§ Data extracts:
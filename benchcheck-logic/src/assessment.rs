//! Overall Assessment
//!
//! Grades a dataset from its consistency rate and record count, and reports
//! the pass rate of each check category alongside the grade.

use benchcheck_core::CheckResult;
use benchcheck_report::{
    Assessment, AssessmentStatus, DataQuality, StatisticalValidity, ValidityRates,
};
use serde::{Deserialize, Serialize};

/// Cut-offs for the assessment grades
#[derive(Debug, Clone, PartialEq, Serialize, Deserialize)]
#[serde(default)]
pub struct AssessmentThresholds {
    /// Consistency rate (%) at or above which data quality is EXCELLENT
    pub excellent_rate: f64,
    /// Consistency rate (%) at or above which data quality is GOOD
    pub good_rate: f64,
    /// Records above which statistical validity is HIGH
    pub high_validity_records: usize,
    /// Records above which statistical validity is MEDIUM
    pub medium_validity_records: usize,
    /// Minimum consistency rate (%) for PASSED
    pub pass_rate: f64,
    /// Records required (strictly more than) for PASSED
    pub pass_min_records: usize,
}

impl Default for AssessmentThresholds {
    fn default() -> Self {
        Self {
            excellent_rate: 95.0,
            good_rate: 90.0,
            high_validity_records: 1000,
            medium_validity_records: 100,
            pass_rate: 95.0,
            pass_min_records: 1000,
        }
    }
}

/// Grade a run from its per-record check results
pub fn assess(checks: &[CheckResult], thresholds: &AssessmentThresholds) -> Assessment {
    let passed = checks.iter().filter(|c| c.passed).count();
    grade(passed, checks.len(), validity_rates(checks), thresholds)
}

/// Percentage of records passing each category; all zero for no records
pub fn validity_rates(checks: &[CheckResult]) -> ValidityRates {
    let rate = |passing: fn(&CheckResult) -> bool| {
        percentage(checks.iter().filter(|c| passing(c)).count(), checks.len())
    };
    ValidityRates {
        mathematical_consistency: rate(|c| c.categories.mathematical),
        physical_validity: rate(|c| c.categories.physical),
        range_validation: rate(|c| c.categories.range),
    }
}

fn percentage(count: usize, total: usize) -> f64 {
    if total == 0 {
        0.0
    } else {
        count as f64 / total as f64 * 100.0
    }
}

fn grade(
    passed: usize,
    total: usize,
    validity: ValidityRates,
    thresholds: &AssessmentThresholds,
) -> Assessment {
    let consistency_rate = percentage(passed, total);

    let data_quality = if consistency_rate >= thresholds.excellent_rate {
        DataQuality::Excellent
    } else if consistency_rate >= thresholds.good_rate {
        DataQuality::Good
    } else {
        DataQuality::Poor
    };

    let statistical_validity = if total > thresholds.high_validity_records {
        StatisticalValidity::High
    } else if total > thresholds.medium_validity_records {
        StatisticalValidity::Medium
    } else {
        StatisticalValidity::Low
    };

    let status =
        if consistency_rate >= thresholds.pass_rate && total > thresholds.pass_min_records {
            AssessmentStatus::Passed
        } else {
            AssessmentStatus::Failed
        };

    Assessment {
        consistency_rate,
        validity,
        data_quality,
        statistical_validity,
        status,
    }
}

§ Instructions to follow: This calls for repeating all of the records, character for character.

§ Response box:
filename benchcheck-logic/src/assessment.rs
//! Overall Assessment
//!
//! Grades a dataset from its consistency rate and record count, and reports
//! the pass rate of each check category alongside the grade.

use benchcheck_core::CheckResult;
use benchcheck_report::{
    Assessment, AssessmentStatus, DataQuality, StatisticalValidity, ValidityRates,
};
use serde::{Deserialize, Serialize};

/// Cut-offs for the assessment grades
#[derive(Debug, Clone, PartialEq, Serialize, Deserialize)]
#[serde(default)]
pub struct AssessmentThresholds {
    /// Consistency rate (%) at or above which data quality is EXCELLENT
    pub excellent_rate: f64,
    /// Consistency rate (%) at or above which data quality is GOOD
    pub good_rate: f64,
    /// Records above which statistical validity is HIGH
    pub high_validity_records: usize,
    /// Records above which statistical validity is MEDIUM
    pub medium_validity_records: usize,
    /// Minimum consistency rate (%) for PASSED
    pub pass_rate: f64,
    /// Records required (strictly more than) for PASSED
    pub pass_min_records: usize,
}

impl Default for AssessmentThresholds {
    fn default() -> Self {
        Self {
            excellent_rate: 95.0,
            good_rate: 90.0,
            high_validity_records: 1000,
            medium_validity_records: 100,
            pass_rate: 95.0,
            pass_min_records: 1000,
        }
    }
}

/// Grade a run from its per-record check results
pub fn assess(checks: &[CheckResult], thresholds: &AssessmentThresholds) -> Assessment {
    let passed = checks.iter().filter(|c| c.passed).count();
    grade(passed, checks.len(), validity_rates(checks), thresholds)
}

/// Percentage of records passing each category; all zero for no records
pub fn validity_rates(checks: &[CheckResult]) -> ValidityRates {
    let rate = |passing: fn(&CheckResult) -> bool| {
        percentage(checks.iter().filter(|c| passing(c)).count(), checks.len())
    };
    ValidityRates {
        mathematical_consistency: rate(|c| c.categories.mathematical),
        physical_validity: rate(|c| c.categories.physical),
        range_validation: rate(|c| c.categories.range),
    }
}

fn percentage(count: usize, total: usize) -> f64 {
    if total == 0 {
        0.0
    } else {
        count as f64 / total as f64 * 100.0
    }
}

fn grade(
    passed: usize,
    total: usize,
    validity: ValidityRates,
    thresholds: &AssessmentThresholds,
) -> Assessment {
    let consistency_rate = percentage(passed, total);

    let data_quality = if consistency_rate >= thresholds.excellent_rate {
        DataQuality::Excellent
    } else if consistency_rate >= thresholds.good_rate {
        DataQuality::Good
    } else {
        DataQuality::Poor
    };

    let statistical_validity = if total > thresholds.high_validity_records {
        StatisticalValidity::High
    } else if total > thresholds.medium_validity_records {
        StatisticalValidity::Medium
    } else {
        StatisticalValidity::Low
    };

    let status =
        if consistency_rate >= thresholds.pass_rate && total > thresholds.pass_min_records {
            AssessmentStatus::Passed
        } else {
            AssessmentStatus::Failed
        };

    Assessment {
        consistency_rate,
        validity,
        data_quality,
        statistical_validity,
        status,
    }
}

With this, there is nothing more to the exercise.